COVID-19 also poses a threat to people’s homes. Waters proposes to ban evictions and foreclosures while the pandemic dominates life, protecting landlords by requiring mortgage forbearance on rental properties, too. To help people in public housing programs, she proposes suspending work and community service requirements, because people should not be required to go out in public and potentially be infected by or spread the disease to stay housed. She also calls for waivers and modifications of existing programs to allow a flexible response to the crisis.
Waters also calls for $5 billion in emergency homeless assistance, $10 billion in Community Development Block Grants to help state and local governments respond to the crisis, $290 million in fair housing enforcement, and $300 million for service coordinators who would help elderly households.
Then there are the provisions for small businesses: grants, tax rebates, suspension of commercial rental payments. And the call for funding emergency production of medical supplies. And the temporary ban on companies doing stock buybacks and paying dividends, “to ensure that companies are using their excess cash to pay workers, shore up their bottom lines, and invest in their communities.”

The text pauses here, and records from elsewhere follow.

//! RFID reader adapter.
//!
//! Wraps an [`RfidSdk`] handle: enumerates readers, connects by name,
//! applies the fixed immediate-trigger configuration, and runs the event
//! loop that translates SDK notifications into bridge events. Hardware
//! trigger presses and releases become inventory start/stop commands
//! dispatched through a single-slot cancellable task, and each read
//! notification becomes one tag-identifier batch on the sink.
//!
//! Like the barcode adapter, vendor failures stop at this layer: callers
//! above the bridge boundary only ever see empty lists and logged warnings.

mod session;

pub use session::ReaderSession;

use tokio::sync::mpsc;
use tokio::task::JoinHandle;
use tracing::{debug, info, warn};

use scanbridge_core::constants::MAX_TAG_PULL;
use scanbridge_core::{BridgeError, BridgeEvent, ReaderDescriptor, Result};
use scanbridge_sdk::{InventoryActions, ReaderConfig, RfidSdk, RfidSdkEvent};

/// Adapter over the vendor RFID reader SDK.
///
/// Owns the SDK handle, the sink half of the bridge event channel, and the
/// current [`ReaderSession`] if one is established.
pub struct RfidAdapter<R: RfidSdk> {
    sdk: R,
    sink: mpsc::Sender<BridgeEvent>,
    session: Option<ReaderSession>,
}

impl<R: RfidSdk> RfidAdapter<R> {
    /// Create an adapter that forwards reader events into `sink`.
    pub fn new(sdk: R, sink: mpsc::Sender<BridgeEvent>) -> Self {
        Self {
            sdk,
            sink,
            session: None,
        }
    }

    /// Enumerate currently available readers.
    ///
    /// A vendor failure is logged and yields an empty list.
    pub async fn available_readers(&mut self) -> Vec<ReaderDescriptor> {
        match self.sdk.available_readers().await {
            Ok(readers) => readers,
            Err(error) => {
                warn!(%error, "reader enumeration failed");
                Vec::new()
            }
        }
    }

    /// Connect to the reader with this name and start its event loop.
    ///
    /// Selection is first-name-match-wins over the vendor enumeration. A
    /// reader that is already connected is left as-is and not reconfigured.
    /// If this adapter already holds a session, it is torn down before the
    /// new one is established.
    ///
    /// # Errors
    ///
    /// Returns an error if enumeration fails, no reader carries the name,
    /// or the connect/configure SDK calls fail.
    pub async fn connect(&mut self, name: &str) -> Result<()> {
        let readers = self.sdk.available_readers().await?;
        let reader = readers
            .iter()
            .find(|r| r.name == name)
            .ok_or_else(|| BridgeError::not_connected(name))?;

        if reader.connected {
            debug!(reader = name, "reader already connected");
            return Ok(());
        }

        if let Some(previous) = self.session.take() {
            debug!(
                session = %previous.id(),
                reader = previous.reader_name(),
                "replacing reader session"
            );
            previous.close();
        }

        self.sdk.connect(name).await?;
        let events = self.sdk.configure(ReaderConfig::default()).await?;
        let actions = self.sdk.actions();
        let event_loop = tokio::spawn(run_event_loop(events, actions, self.sink.clone()));

        let session = ReaderSession::new(name.to_string(), event_loop);
        info!(reader = name, session = %session.id(), "reader session established");
        self.session = Some(session);
        Ok(())
    }

    /// Currently established session, if any.
    pub fn session(&self) -> Option<&ReaderSession> {
        self.session.as_ref()
    }

    /// Tear down the session and dispose the SDK handles.
    ///
    /// Each step that fails is logged and the teardown continues; nothing
    /// is re-raised.
    pub async fn teardown(&mut self) {
        if let Some(session) = self.session.take() {
            debug!(session = %session.id(), "closing reader session");
            session.close();
        }
        if let Err(error) = self.sdk.disconnect().await {
            warn!(%error, "reader disconnect failed");
        }
        if let Err(error) = self.sdk.dispose().await {
            warn!(%error, "reader dispose failed");
        }
    }
}

/// Single-slot holder for the in-flight inventory command.
///
/// Dispatching a new command aborts and awaits the previous one, so
/// press/release ordering is deterministic: the most recent trigger state
/// always wins and a release is never dropped behind a slow start.
#[derive(Debug, Default)]
struct InventorySlot {
    current: Option<JoinHandle<()>>,
}

impl InventorySlot {
    async fn dispatch(&mut self, command: impl Future<Output = ()> + Send + 'static) {
        if let Some(previous) = self.current.take() {
            previous.abort();
            let _ = previous.await;
        }
        self.current = Some(tokio::spawn(command));
    }
}

/// Translate SDK notifications into bridge events until the subscription or
/// the sink closes.
async fn run_event_loop<A: InventoryActions>(
    mut events: mpsc::Receiver<RfidSdkEvent>,
    actions: A,
    sink: mpsc::Sender<BridgeEvent>,
) {
    let mut inventory = InventorySlot::default();

    while let Some(event) = events.recv().await {
        match event {
            RfidSdkEvent::ReadNotify => {
                let mut actions = actions.clone();
                match actions.pull_tags(MAX_TAG_PULL).await {
                    Ok(tags) => {
                        // Vendor order, duplicates preserved; reads without
                        // an identifier are dropped.
                        let batch: Vec<String> =
                            tags.into_iter().filter_map(|tag| tag.id).collect();
                        if sink.send(BridgeEvent::RfidRead(batch)).await.is_err() {
                            debug!("event sink closed, stopping reader event loop");
                            break;
                        }
                    }
                    Err(error) => warn!(%error, "tag pull failed"),
                }
            }
            RfidSdkEvent::TriggerPressed => {
                let mut actions = actions.clone();
                inventory
                    .dispatch(async move {
                        if let Err(error) = actions.start_inventory().await {
                            warn!(%error, "inventory start failed");
                        }
                    })
                    .await;
            }
            RfidSdkEvent::TriggerReleased => {
                let mut actions = actions.clone();
                inventory
                    .dispatch(async move {
                        if let Err(error) = actions.stop_inventory().await {
                            warn!(%error, "inventory stop failed");
                        }
                    })
                    .await;
            }
            other => debug!(?other, "reader SDK notification"),
        }
    }
}

#[cfg(test)]
mod tests {
    use std::time::Duration;

    use super::*;
    use scanbridge_core::constants::EVENT_CHANNEL_CAPACITY;
    use scanbridge_core::{MemoryBank, TagRead};
    use scanbridge_sdk::TriggerKind;
    use scanbridge_sdk::mock::{InventoryOp, MockRfidHandle, MockRfidSdk};

    fn adapter() -> (
        RfidAdapter<MockRfidSdk>,
        MockRfidHandle,
        mpsc::Receiver<BridgeEvent>,
    ) {
        let (sdk, handle) = MockRfidSdk::new();
        let (sink, events) = mpsc::channel(EVENT_CHANNEL_CAPACITY);
        (RfidAdapter::new(sdk, sink), handle, events)
    }

    async fn settle() {
        tokio::time::sleep(Duration::from_millis(50)).await;
    }

    #[tokio::test]
    async fn test_available_readers_swallow_failures() {
        let (mut adapter, handle, _events) = adapter();
        handle.add_reader(ReaderDescriptor::new("RFD4031"));

        assert_eq!(adapter.available_readers().await.len(), 1);

        handle.fail_enumeration(true);
        assert!(adapter.available_readers().await.is_empty());
    }

    #[tokio::test]
    async fn test_connect_applies_immediate_trigger_config() {
        let (mut adapter, handle, _events) = adapter();
        handle.add_reader(ReaderDescriptor::new("RFD4031"));

        adapter.connect("RFD4031").await.unwrap();

        let config = handle.applied_config().unwrap();
        assert_eq!(config.start_trigger, TriggerKind::Immediate);
        assert_eq!(config.stop_trigger, TriggerKind::Immediate);
        assert!(config.handheld_events);
        assert!(config.tag_read_events);
        assert!(!config.attach_tag_data);

        let session = adapter.session().unwrap();
        assert_eq!(session.reader_name(), "RFD4031");
    }

    #[tokio::test]
    async fn test_connect_unknown_reader_is_an_error() {
        let (mut adapter, handle, _events) = adapter();
        handle.add_reader(ReaderDescriptor::new("RFD4031"));

        assert!(adapter.connect("Unknown").await.is_err());
        assert!(adapter.session().is_none());
        assert_eq!(handle.connected_reader(), None);
    }

    #[tokio::test]
    async fn test_connect_already_connected_reader_is_left_alone() {
        let (mut adapter, handle, _events) = adapter();
        handle.add_reader(ReaderDescriptor::new("RFD4031").with_connected(true));

        adapter.connect("RFD4031").await.unwrap();

        // No reconnect, no reconfiguration, no new session.
        assert!(handle.applied_config().is_none());
        assert!(adapter.session().is_none());
    }

    #[tokio::test]
    async fn test_read_notify_forwards_batch_with_duplicates() {
        let (mut adapter, handle, mut events) = adapter();
        handle.add_reader(ReaderDescriptor::new("RFD4031"));
        adapter.connect("RFD4031").await.unwrap();

        handle.queue_tags([
            TagRead::new("E2001"),
            TagRead::new("E2002"),
            TagRead::from_bank("E2001", MemoryBank::Tid),
        ]);
        handle.notify_read().await.unwrap();

        assert_eq!(
            events.recv().await,
            Some(BridgeEvent::RfidRead(vec![
                "E2001".to_string(),
                "E2002".to_string(),
                "E2001".to_string(),
            ]))
        );
    }

    #[tokio::test]
    async fn test_reads_without_id_are_dropped_from_batches() {
        let (mut adapter, handle, mut events) = adapter();
        handle.add_reader(ReaderDescriptor::new("RFD4031"));
        adapter.connect("RFD4031").await.unwrap();

        handle.queue_tags([
            TagRead::new("E2001"),
            TagRead::without_id(MemoryBank::User),
            TagRead::new("E2002"),
        ]);
        handle.notify_read().await.unwrap();

        assert_eq!(
            events.recv().await,
            Some(BridgeEvent::RfidRead(vec![
                "E2001".to_string(),
                "E2002".to_string(),
            ]))
        );
    }

    #[tokio::test]
    async fn test_batches_are_capped_per_notification() {
        let (mut adapter, handle, mut events) = adapter();
        handle.add_reader(ReaderDescriptor::new("RFD4031"));
        adapter.connect("RFD4031").await.unwrap();

        handle.queue_tags((0..150).map(|i| TagRead::new(format!("E{:04}", i))));

        handle.notify_read().await.unwrap();
        handle.notify_read().await.unwrap();

        match events.recv().await {
            Some(BridgeEvent::RfidRead(batch)) => assert_eq!(batch.len(), MAX_TAG_PULL),
            other => panic!("unexpected event: {:?}", other),
        }
        match events.recv().await {
            Some(BridgeEvent::RfidRead(batch)) => assert_eq!(batch.len(), 50),
            other => panic!("unexpected event: {:?}", other),
        }
    }

    #[tokio::test]
    async fn test_trigger_press_and_release_drive_inventory() {
        let (mut adapter, handle, _events) = adapter();
        handle.add_reader(ReaderDescriptor::new("RFD4031"));
        adapter.connect("RFD4031").await.unwrap();

        handle.press_trigger().await.unwrap();
        settle().await;
        handle.release_trigger().await.unwrap();
        settle().await;

        assert_eq!(
            handle.inventory_ops(),
            vec![InventoryOp::Start, InventoryOp::Stop]
        );
    }

    #[tokio::test]
    async fn test_release_is_not_dropped_behind_a_slow_start() {
        let (mut adapter, handle, _events) = adapter();
        handle.add_reader(ReaderDescriptor::new("RFD4031"));
        adapter.connect("RFD4031").await.unwrap();

        // The start command stalls; the release must still take effect.
        handle.set_action_delay(Duration::from_millis(200));
        handle.press_trigger().await.unwrap();
        handle.release_trigger().await.unwrap();

        tokio::time::sleep(Duration::from_millis(500)).await;

        let ops = handle.inventory_ops();
        assert_eq!(ops.last(), Some(&InventoryOp::Stop));
    }

    #[tokio::test]
    async fn test_teardown_disconnects_and_disposes() {
        let (mut adapter, handle, _events) = adapter();
        handle.add_reader(ReaderDescriptor::new("RFD4031"));
        adapter.connect("RFD4031").await.unwrap();

        adapter.teardown().await;

        assert!(adapter.session().is_none());
        assert_eq!(handle.disconnect_calls(), 1);
        assert_eq!(handle.dispose_calls(), 1);
    }

    #[tokio::test]
    async fn test_teardown_failures_are_swallowed() {
        let (mut adapter, handle, _events) = adapter();
        handle.add_reader(ReaderDescriptor::new("RFD4031"));
        adapter.connect("RFD4031").await.unwrap();

        handle.fail_disconnect(true);
        handle.fail_dispose(true);

        // Does not panic or propagate; both calls are still attempted.
        adapter.teardown().await;
        assert_eq!(handle.disconnect_calls(), 1);
        assert_eq!(handle.dispose_calls(), 1);
    }

    #[tokio::test]
    async fn test_second_connect_replaces_the_session() {
        let (mut adapter, handle, _events) = adapter();
        handle.add_reader(ReaderDescriptor::new("RFD4031"));

        adapter.connect("RFD4031").await.unwrap();
        let first_id = adapter.session().unwrap().id();

        // The reader drops off and reappears disconnected.
        handle.set_reader_connected("RFD4031", false);
        adapter.connect("RFD4031").await.unwrap();

        let second = adapter.session().unwrap();
        assert_ne!(second.id(), first_id);
        assert_eq!(second.reader_name(), "RFD4031");
    }
}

While Senate Republicans have been fussing and moaning about paid sick leave and the Trump administration has suddenly pivoted to “we’re serious” mode, Maxine Waters has been coming up with this incredible list of plans to help everyone from small business owners to homeless people to people struggling to pay the mortgage to people struggling to pay the rent to people living in public housing. This proposal is a challenge to the rest of the House, to the Senate, and to the White House: Want to do better? Here’s how.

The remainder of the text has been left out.